In a prepared statement, he said:
Today the People’s House have sent a strong message to the Biden Administration: it’s time for the federal workforce to get back to work in-person for the American people. For years now, Americans have suffered because of the federal government’s detrimental pandemic-era telework policies. President Biden’s unnecessary expansion of telework has crippled the ability of agencies to get their jobs done and created backlogs. Seniors have experienced delays with the Social Security Administration, American taxpayers have struggled to get help from the IRS during tax filing season, and veterans have been unable to access their records to obtain care and benefits they have earned.
The SHOW UP Act ensures our government shows up for the people we are here to serve, because American workers across the country show up every day. Federal employees should follow their example. I am pleased the House has passed this bill and urge the Senate to take it up without delay.
Republicans Have Long Standing Concerns About Expanded Telework for Federal Employees
Republicans have been concerned for some time now about complaints they have received from their constituents when trying to get services from the government with federal employees operating under expanded telework policies.
For example, Senator Roger Wicker (R-MS) introduced legislation a year ago in the previous session of Congress that would have directed federal agencies to submit a comprehensive plan to resume in-person operations and address constituents’ concerns about federal government services.
Wicker said in a statement at the time:
Businesses have now reopened, children and teachers have returned to in-person learning, and health care and public safety workers continue to show up for work. Yet I continue to hear from constituents about a lack of responsiveness from federal agencies. It is now far past time to bring back our federal workers and deliver the service that the American people have been promised and expect of their government.
Among the concerns Wicker had about languishing services his constituents were encountering were a backlog of over 200,000 cases at the Department of Veterans Affairs and delays in getting tax returns processed by the Internal Revenue Service.

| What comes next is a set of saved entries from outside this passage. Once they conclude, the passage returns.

use super::config::{LogConfig, LogFormat, RotationPolicy};
use anyhow::Result;
use std::io;
use tracing::Level;
use tracing_appender::non_blocking::WorkerGuard;
use tracing_appender::rolling;
use tracing_subscriber::layer::SubscriberExt;
use tracing_subscriber::util::SubscriberInitExt;
use tracing_subscriber::{EnvFilter, Layer, Registry};

const LOG_FILE_NAME: &str = "spellbreaker.log";

type BoxedLayer = Box<dyn Layer<Registry> + Send + Sync>;

/// Logger implementation using tracing
///
/// Console output goes to stderr so stdout stays free for the console oracle
/// channel and command output.
pub struct LoggerImpl {
    _guard: Option<WorkerGuard>,
}

impl LoggerImpl {
    /// Initialize the global subscriber with the given configuration
    ///
    /// `RUST_LOG` takes precedence over the configured level.
    ///
    /// # Errors
    /// Returns an error if the level is invalid or a global subscriber is
    /// already installed
    pub fn init(config: &LogConfig) -> Result<Self> {
        let default_level = parse_log_level(&config.level)?;
        let env_filter = || {
            EnvFilter::builder()
                .with_default_directive(default_level.into())
                .from_env_lossy()
        };

        let mut layers: Vec<BoxedLayer> = Vec::new();
        let mut guard = None;

        if let Some(log_dir) = &config.log_dir {
            let file_appender = match config.rotation {
                RotationPolicy::Daily => rolling::daily(log_dir, LOG_FILE_NAME),
                RotationPolicy::Hourly => rolling::hourly(log_dir, LOG_FILE_NAME),
                RotationPolicy::Never => rolling::never(log_dir, LOG_FILE_NAME),
            };
            let (non_blocking_file, file_guard) = tracing_appender::non_blocking(file_appender);
            guard = Some(file_guard);

            // Files are always JSON
            layers.push(
                tracing_subscriber::fmt::layer()
                    .json()
                    .with_writer(non_blocking_file)
                    .with_ansi(false)
                    .with_target(true)
                    .with_file(true)
                    .with_line_number(true)
                    .with_filter(env_filter())
                    .boxed(),
            );
        }

        if config.enable_console {
            let console = match config.format {
                LogFormat::Json => tracing_subscriber::fmt::layer()
                    .json()
                    .with_writer(io::stderr)
                    .with_target(true)
                    .with_filter(env_filter())
                    .boxed(),
                LogFormat::Pretty => tracing_subscriber::fmt::layer()
                    .compact()
                    .with_writer(io::stderr)
                    .with_target(false)
                    .with_filter(env_filter())
                    .boxed(),
            };
            layers.push(console);
        }

        tracing_subscriber::registry().with(layers).try_init()?;

        tracing::debug!(
            level = %config.level,
            format = ?config.format,
            file_output = config.log_dir.is_some(),
            "logger initialized"
        );

        Ok(Self { _guard: guard })
    }
}

/// Parse log level string to Level
pub fn parse_log_level(level: &str) -> Result<Level> {
    match level.to_lowercase().as_str() {
        "trace" => Ok(Level::TRACE),
        "debug" => Ok(Level::DEBUG),
        "info" => Ok(Level::INFO),
        "warn" => Ok(Level::WARN),
        "error" => Ok(Level::ERROR),
        _ => anyhow::bail!("Invalid log level: {level}"),
    }
}

#[cfg(test)]
mod tests {
    use super::*;

    #[test]
    fn test_parse_log_level() {
        assert!(matches!(parse_log_level("trace"), Ok(Level::TRACE)));
        assert!(matches!(parse_log_level("debug"), Ok(Level::DEBUG)));
        assert!(matches!(parse_log_level("info"), Ok(Level::INFO)));
        assert!(matches!(parse_log_level("warn"), Ok(Level::WARN)));
        assert!(matches!(parse_log_level("error"), Ok(Level::ERROR)));
        assert!(matches!(parse_log_level("WARN"), Ok(Level::WARN)));
        assert!(parse_log_level("verbose").is_err());
    }

    #[test]
    fn test_invalid_level_fails_before_install() {
        let config = LogConfig {
            level: "loud".to_string(),
            ..LogConfig::default()
        };
        assert!(LoggerImpl::init(&config).is_err());
    }
}
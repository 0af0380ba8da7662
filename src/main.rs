//! Spellbreaker CLI entry point.

use clap::Parser;

use spellbreaker::cli::commands::{self, load_config};
use spellbreaker::cli::{handle_error, Cli, Commands};
use spellbreaker::domain::models::Config;
use spellbreaker::infrastructure::logging::{LogConfig, LoggerImpl};

#[tokio::main]
async fn main() {
    let cli = Cli::parse();

    // `init` runs before a project config exists
    let config = if matches!(cli.command, Commands::Init(_)) {
        Config::default()
    } else {
        match load_config(cli.config.as_deref()) {
            Ok(config) => config,
            Err(err) => handle_error(err, cli.json),
        }
    };

    let _logger = match LogConfig::try_from(&config.logging)
        .map_err(anyhow::Error::from)
        .and_then(|log_config| LoggerImpl::init(&log_config))
    {
        Ok(logger) => Some(logger),
        Err(err) => {
            eprintln!("Warning: logging disabled: {err}");
            None
        }
    };

    let result = match cli.command {
        Commands::Init(args) => commands::init::execute(args, cli.json),
        Commands::Play(args) => commands::play::execute(args, &config, cli.json).await,
        Commands::Extract(args) => commands::extract::execute(args, &config, cli.json).await,
        Commands::Strategies => commands::strategies::execute(&config, cli.json),
        Commands::Config(command) => commands::config::execute(command, &config, cli.json),
    };

    if let Err(err) = result {
        handle_error(err, cli.json);
    }
}
//! Domain errors for the spellbreaker engine.

use thiserror::Error;

/// Failure of a call to an external oracle (channel, completion, lexicon).
///
/// Port methods return this instead of panicking. Inside the engine every
/// `OracleError` is caught at the call site and becomes "no candidates this
/// turn" or a defined fallback path.
#[derive(Debug, Clone, Error, PartialEq, Eq)]
pub enum OracleError {
    #[error("Transport error: {0}")]
    Transport(String),

    #[error("Oracle call timed out after {0}s")]
    Timeout(u64),

    #[error("Oracle returned status {code}: {body}")]
    Status { code: u16, body: String },

    #[error("Malformed oracle response: {0}")]
    Malformed(String),

    #[error("Oracle unavailable: {0}")]
    Unavailable(String),

    #[error("Oracle channel closed")]
    ChannelClosed,
}

/// Typed outcome of any oracle call.
pub type OracleResult<T> = Result<T, OracleError>;

/// Domain-level errors that can occur outside the per-turn engine path.
#[derive(Debug, Error)]
pub enum DomainError {
    #[error("Unknown strategy category: {0}")]
    UnknownCategory(String),

    #[error("Lexicon error: {0}")]
    Lexicon(String),

    #[error("Success memory error: {0}")]
    Memory(String),

    #[error("Oracle error: {0}")]
    Oracle(#[from] OracleError),
}

pub type DomainResult<T> = Result<T, DomainError>;

impl From<serde_json::Error> for DomainError {
    fn from(err: serde_json::Error) -> Self {
        DomainError::Memory(err.to_string())
    }
}

#[cfg(test)]
mod tests {
    use super::*;

    #[test]
    fn test_oracle_error_converts_into_domain_error() {
        let err: DomainError = OracleError::Timeout(30).into();
        assert!(matches!(err, DomainError::Oracle(OracleError::Timeout(30))));
        assert_eq!(err.to_string(), "Oracle error: Oracle call timed out after 30s");
    }

    #[test]
    fn test_status_error_message() {
        let err = OracleError::Status {
            code: 503,
            body: "busy".to_string(),
        };
        assert_eq!(err.to_string(), "Oracle returned status 503: busy");
    }
}
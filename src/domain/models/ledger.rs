//! Per-level failure bookkeeping.

use std::collections::{BTreeSet, HashMap};

use super::strategy::{Level, StrategyCategory};

/// Failure counters per (level, question) and exhaustion sets per category.
///
/// Entries are created lazily and never shrink within a session. Counters
/// only go up, and a category marked exhausted for a level stays exhausted.
#[derive(Debug, Clone, Default)]
pub struct FailureLedger {
    question_failures: HashMap<Level, HashMap<String, u32>>,
    exhausted: HashMap<StrategyCategory, BTreeSet<Level>>,
}

impl FailureLedger {
    pub fn new() -> Self {
        Self::default()
    }

    /// Make sure the level has a (possibly empty) entry.
    pub fn touch(&mut self, level: Level) {
        self.question_failures.entry(level).or_default();
    }

    /// Increment the failure counter for a question and return the new count.
    pub fn record_failure(&mut self, level: Level, question: &str) -> u32 {
        let count = self
            .question_failures
            .entry(level)
            .or_default()
            .entry(question.to_string())
            .or_insert(0);
        *count = count.saturating_add(1);
        *count
    }

    pub fn failures(&self, level: Level, question: &str) -> u32 {
        self.question_failures
            .get(&level)
            .and_then(|questions| questions.get(question))
            .copied()
            .unwrap_or(0)
    }

    /// Whether the question has reached the failure threshold on this level.
    pub fn has_failed(&self, level: Level, question: &str, threshold: u32) -> bool {
        self.failures(level, question) >= threshold
    }

    /// Mark a category exhausted for a level. Returns `true` if it was not
    /// already marked.
    pub fn mark_exhausted(&mut self, category: StrategyCategory, level: Level) -> bool {
        self.exhausted.entry(category).or_default().insert(level)
    }

    pub fn is_exhausted(&self, category: StrategyCategory, level: Level) -> bool {
        self.exhausted
            .get(&category)
            .is_some_and(|levels| levels.contains(&level))
    }

    /// Levels on which the category has been exhausted, ascending.
    pub fn exhausted_levels(&self, category: StrategyCategory) -> Vec<Level> {
        self.exhausted
            .get(&category)
            .map(|levels| levels.iter().copied().collect())
            .unwrap_or_default()
    }

    /// Levels that have a ledger entry, ascending.
    pub fn tracked_levels(&self) -> Vec<Level> {
        let mut levels: Vec<_> = self.question_failures.keys().copied().collect();
        levels.sort_unstable();
        levels
    }
}
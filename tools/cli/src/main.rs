//! repsync CLI - record workouts offline and replay them when connected.
//!
//! Writes are queued locally and drained against the remote API by the
//! sync engine; reads go through the caching intercept layer.

mod config;

use anyhow::{Context, Result};
use chrono::Utc;
use clap::{CommandFactory, Parser, Subcommand};
use clap_complete::Shell;
use std::path::PathBuf;
use std::sync::Arc;
use tracing::{info, Level};
use tracing_subscriber::FmtSubscriber;
use url::Url;

use repsync_cache::{InterceptLayer, LocalCacheStorage, ReqwestFetch};
use repsync_common::{
    HttpRequest, Mutation, MutationKind, SessionAction, SessionActionPayload, SetPayload,
    WeightLogPayload,
};
use repsync_storage::{MutationQueue, SqliteQueue};
use repsync_sync::{DrainOutcome, HttpEndpoint, SyncEngine, SyncReport, SyncScheduler};

use crate::config::{default_config_path, AppConfig};

#[derive(Parser)]
#[command(name = "repsync")]
#[command(about = "repsync - Offline-first workout sync")]
#[command(version)]
struct Cli {
    /// Enable verbose logging.
    #[arg(short, long)]
    verbose: bool,

    /// Configuration file (default: <data dir>/repsync/config.json).
    #[arg(short, long)]
    config: Option<PathBuf>,

    #[command(subcommand)]
    command: Commands,
}

#[derive(Subcommand)]
enum Commands {
    /// Queue a write for the remote API.
    Enqueue {
        #[command(subcommand)]
        write: WriteCommand,
    },

    /// Show pending and abandoned writes.
    Status,

    /// Run one drain cycle now.
    Sync,

    /// List writes that exhausted their retries.
    Failed,

    /// Delete writes the remote API already accepted.
    Purge,

    /// Keep draining in the background until interrupted.
    Run,

    /// Fetch a URL through the cache layer.
    Fetch {
        url: Url,

        /// Treat the request as a page navigation.
        #[arg(short, long)]
        navigate: bool,
    },

    /// Precache static assets and drop caches of other versions.
    Install {
        /// Origin the asset paths are resolved against.
        origin: Url,
    },

    /// Generate shell completions.
    Completions { shell: Shell },
}

#[derive(Subcommand)]
enum WriteCommand {
    /// Record a set.
    Set {
        #[arg(long)]
        session: String,

        #[arg(long)]
        exercise: String,

        #[arg(long)]
        set_number: u32,

        #[arg(long)]
        reps: u32,

        /// Load in kilograms.
        #[arg(long)]
        weight: f64,

        #[arg(long)]
        rpe: Option<f32>,
    },

    /// Start, complete or cancel a session.
    Session {
        #[arg(long)]
        session: String,

        /// "start", "complete", or "cancel".
        #[arg(long)]
        action: SessionAction,
    },

    /// Log body weight.
    Weight {
        /// Body weight in kilograms.
        #[arg(long)]
        weight: f64,

        #[arg(long)]
        note: Option<String>,
    },
}

#[tokio::main]
async fn main() -> Result<()> {
    let cli = Cli::parse();

    // Setup logging
    let level = if cli.verbose {
        Level::DEBUG
    } else {
        Level::INFO
    };

    let subscriber = FmtSubscriber::builder()
        .with_max_level(level)
        .with_target(false)
        .compact()
        .finish();
    tracing::subscriber::set_global_default(subscriber)?;

    if let Commands::Completions { shell } = cli.command {
        clap_complete::generate(shell, &mut Cli::command(), "repsync", &mut std::io::stdout());
        return Ok(());
    }

    let config_path = cli.config.unwrap_or_else(default_config_path);
    let app = App {
        config: AppConfig::load(&config_path)?,
    };

    match cli.command {
        Commands::Enqueue { write } => cmd_enqueue(&app, write).await,
        Commands::Status => cmd_status(&app).await,
        Commands::Sync => cmd_sync(&app).await,
        Commands::Failed => cmd_failed(&app).await,
        Commands::Purge => cmd_purge(&app).await,
        Commands::Run => cmd_run(&app).await,
        Commands::Fetch { url, navigate } => cmd_fetch(&app, url, navigate).await,
        Commands::Install { origin } => cmd_install(&app, &origin).await,
        Commands::Completions { .. } => Ok(()),
    }
}

/// Wires the components together from configuration.
struct App {
    config: AppConfig,
}

impl App {
    fn queue(&self) -> Result<Arc<SqliteQueue>> {
        let queue = SqliteQueue::open(&self.config.database_path).with_context(|| {
            format!(
                "Failed to open queue at {}",
                self.config.database_path.display()
            )
        })?;
        Ok(Arc::new(queue))
    }

    fn layer(&self) -> Result<InterceptLayer> {
        let network =
            ReqwestFetch::new(self.config.request_timeout).context("Failed to create HTTP client")?;
        let cache = LocalCacheStorage::new(&self.config.cache_dir)
            .context("Failed to open response cache")?;
        Ok(InterceptLayer::new(
            Arc::new(network),
            Arc::new(cache),
            self.config.cache.clone(),
        ))
    }

    fn engine(&self) -> Result<Arc<SyncEngine>> {
        let endpoint = HttpEndpoint::new(Arc::new(self.layer()?), self.config.endpoint.clone());
        Ok(Arc::new(SyncEngine::new(
            self.queue()?,
            Arc::new(endpoint),
            self.config.sync.clone(),
        )))
    }
}

/// Queue a write.
async fn cmd_enqueue(app: &App, write: WriteCommand) -> Result<()> {
    let now = Utc::now();
    let mutation = match write {
        WriteCommand::Set {
            session,
            exercise,
            set_number,
            reps,
            weight,
            rpe,
        } => Mutation::Set(SetPayload {
            session_id: session,
            exercise_id: exercise,
            set_number,
            reps,
            weight_kg: weight,
            rpe,
            performed_at: now,
        }),
        WriteCommand::Session { session, action } => {
            Mutation::Session(SessionActionPayload {
                session_id: session,
                action,
                at: now,
            })
        }
        WriteCommand::Weight { weight, note } => Mutation::WeightLog(WeightLogPayload {
            weight_kg: weight,
            logged_at: now,
            note,
        }),
    };

    let kind = mutation.kind();
    let engine = app.engine()?;
    let id = engine
        .enqueue_mutation(mutation)
        .await
        .context("Failed to queue write")?;

    println!("Queued {} #{}", kind, id);
    println!("  Pending: {}", engine.status().pending_count);

    Ok(())
}

/// Show queue status.
async fn cmd_status(app: &App) -> Result<()> {
    let queue = app.queue()?;
    let max_retries = app.config.sync.retry.max_retries;

    println!("Sync status:");
    for kind in MutationKind::ALL {
        let pending = queue.count_pending(kind).await?;
        let abandoned = queue.list_abandoned(kind, max_retries).await?.len();
        println!(
            "  {:<18} {} pending, {} abandoned",
            kind.as_str(),
            pending,
            abandoned
        );
    }
    println!("  Total pending: {}", queue.count_all_pending().await?);

    Ok(())
}

/// Run a single drain cycle.
async fn cmd_sync(app: &App) -> Result<()> {
    let engine = app.engine()?;

    match engine.sync().await {
        DrainOutcome::Completed(report) => print_report(&report),
        DrainOutcome::AlreadyRunning => println!("A drain is already running."),
    }
    println!("  Pending: {}", engine.status().pending_count);

    Ok(())
}

fn print_report(report: &SyncReport) {
    println!("Drain finished in {:?}:", report.duration);
    println!("  Submitted: {}", report.submitted);
    println!("  Succeeded: {}", report.succeeded);
    println!("  Failed:    {}", report.failed);
    println!("  Deferred:  {}", report.deferred);
    println!("  Abandoned: {}", report.abandoned);
    println!("  Purged:    {}", report.purged);
}

/// List abandoned writes.
async fn cmd_failed(app: &App) -> Result<()> {
    let engine = app.engine()?;
    let mut total = 0;

    for kind in MutationKind::ALL {
        for record in engine.abandoned(kind).await? {
            total += 1;
            println!(
                "{} #{} (queued {}, {} attempts)",
                kind,
                record.id,
                record.enqueued_at.to_rfc3339(),
                record.retry_count
            );
            if let Some(error) = &record.last_error {
                println!("  Last error: {}", error);
            }
            println!("  Payload: {}", record.payload);
        }
    }

    if total == 0 {
        println!("No abandoned writes.");
    }

    Ok(())
}

/// Delete synced writes.
async fn cmd_purge(app: &App) -> Result<()> {
    let purged = app.engine()?.cleanup().await?;
    println!("Purged {} synced writes.", purged);
    Ok(())
}

/// Run the scheduler until Ctrl-C.
async fn cmd_run(app: &App) -> Result<()> {
    let engine = app.engine()?;
    let _subscription = engine.on_status_change(|status| {
        info!(
            "syncing={} pending={}",
            status.is_syncing, status.pending_count
        );
    });
    engine.refresh_status().await;

    let (scheduler, handle) = SyncScheduler::new(app.config.sync.poll_interval);
    let task = tokio::spawn(handle.run(engine.clone()));

    tokio::signal::ctrl_c()
        .await
        .context("Failed to listen for Ctrl-C")?;

    info!("Stopping");
    scheduler.shutdown().await;
    task.await.context("Scheduler task failed")?;

    Ok(())
}

/// Fetch a URL through the cache layer.
async fn cmd_fetch(app: &App, url: Url, navigate: bool) -> Result<()> {
    let layer = app.layer()?;
    let request = if navigate {
        HttpRequest::navigate(url)
    } else {
        HttpRequest::get(url)
    };

    let response = layer.handle(request).await.context("Request failed")?;
    layer.settle().await;

    println!("Status: {}", response.status);
    for (name, value) in &response.headers {
        println!("{}: {}", name, value);
    }
    println!();
    println!("{}", response.text());

    Ok(())
}

/// Precache assets and activate the configured cache version.
async fn cmd_install(app: &App, origin: &Url) -> Result<()> {
    let layer = app.layer()?;

    let stored = layer.install(origin).await;
    let deleted = layer.activate().await.context("Failed to activate cache")?;

    println!("Precached {} assets.", stored);
    for namespace in deleted {
        println!("  Removed {}", namespace);
    }

    Ok(())
}
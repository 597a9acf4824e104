//! Strategy selection for outbound requests.

use repsync_common::{HttpRequest, Method};

use crate::config::CacheConfig;

/// Caching behaviour applied to a request.
#[derive(Debug, Clone, Copy, PartialEq, Eq)]
pub enum Strategy {
    /// Serve the cached API response immediately and refresh it in the
    /// background; await the network only on a cache miss.
    StaleWhileRevalidate,
    /// Always go to the network; never read or write a cache.
    NetworkOnly,
    /// Serve the cached asset if present, otherwise fetch and store it.
    CacheFirst,
}

/// Pick the strategy for a request.
///
/// | Request                     | Strategy             |
/// |-----------------------------|----------------------|
/// | GET under the API prefix    | stale-while-revalidate |
/// | non-GET under the API prefix| network only         |
/// | other GET                   | cache first          |
/// | other non-GET               | network only         |
pub fn classify(request: &HttpRequest, config: &CacheConfig) -> Strategy {
    let is_get = request.method == Method::Get;

    if config.is_api_path(request.url.path()) {
        if is_get {
            Strategy::StaleWhileRevalidate
        } else {
            Strategy::NetworkOnly
        }
    } else if is_get {
        Strategy::CacheFirst
    } else {
        Strategy::NetworkOnly
    }
}
//! Cache layer configuration.

use serde::{Deserialize, Serialize};

/// Configuration for the intercept layer and its cache namespaces.
#[derive(Debug, Clone, Serialize, Deserialize)]
#[serde(default)]
pub struct CacheConfig {
    /// Prefix shared by every namespace this application owns.
    pub prefix: String,
    /// Cache version. Changing it retires both namespaces on activation.
    pub version: String,
    /// URL path prefix identifying API resources.
    pub api_prefix: String,
    /// Document served to navigations when both cache and network miss.
    pub root_document: String,
    /// Static asset paths fetched into the asset cache on install.
    pub precache: Vec<String>,
}

impl CacheConfig {
    /// Namespace holding static application assets.
    pub fn static_namespace(&self) -> String {
        format!("{}-static-{}", self.prefix, self.version)
    }

    /// Namespace holding API read responses.
    pub fn api_namespace(&self) -> String {
        format!("{}-api-{}", self.prefix, self.version)
    }

    /// Whether a URL path belongs to the API.
    pub fn is_api_path(&self, path: &str) -> bool {
        path.starts_with(&self.api_prefix)
    }
}

impl Default for CacheConfig {
    fn default() -> Self {
        Self {
            prefix: "repsync".to_string(),
            version: "v1".to_string(),
            api_prefix: "/api/".to_string(),
            root_document: "/".to_string(),
            precache: Vec::new(),
        }
    }
}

The problems some Republican lawmakers were citing date back even farther. In April 2021, Senator Josh Hawley (R-MO) said in a letter he sent to the Office of Management and Budget and the Office of Personnel Management that many of his constituents have experienced difficulties getting basic government services because of a lack of personnel working at local federal agencies in person.
He wrote in the letter:
Over the past several weeks, my constituents have reported that certain federal agency offices are nonresponsive. While these complaints are widespread across agencies, particular concern has been directed at the National Personnel Records Center (NPRC) and local offices of the Social Security Administration (SSA). For example, constituents in Missouri are being met with a response from the NPRC that the agency is “servicing only urgent requests related to medical emergencies and burials” and that constituents should consider “delaying [their requests] until we are past this national emergency.” In addition, constituents have complained about long wait times for even phone appointments at SSA offices.
Democrats and federal employee unions have consistently been opposed to reductions in telework for federal employees. In the vote this week on the House bill, all but 3 Democrats voted against it when it passed in a 221-206 vote.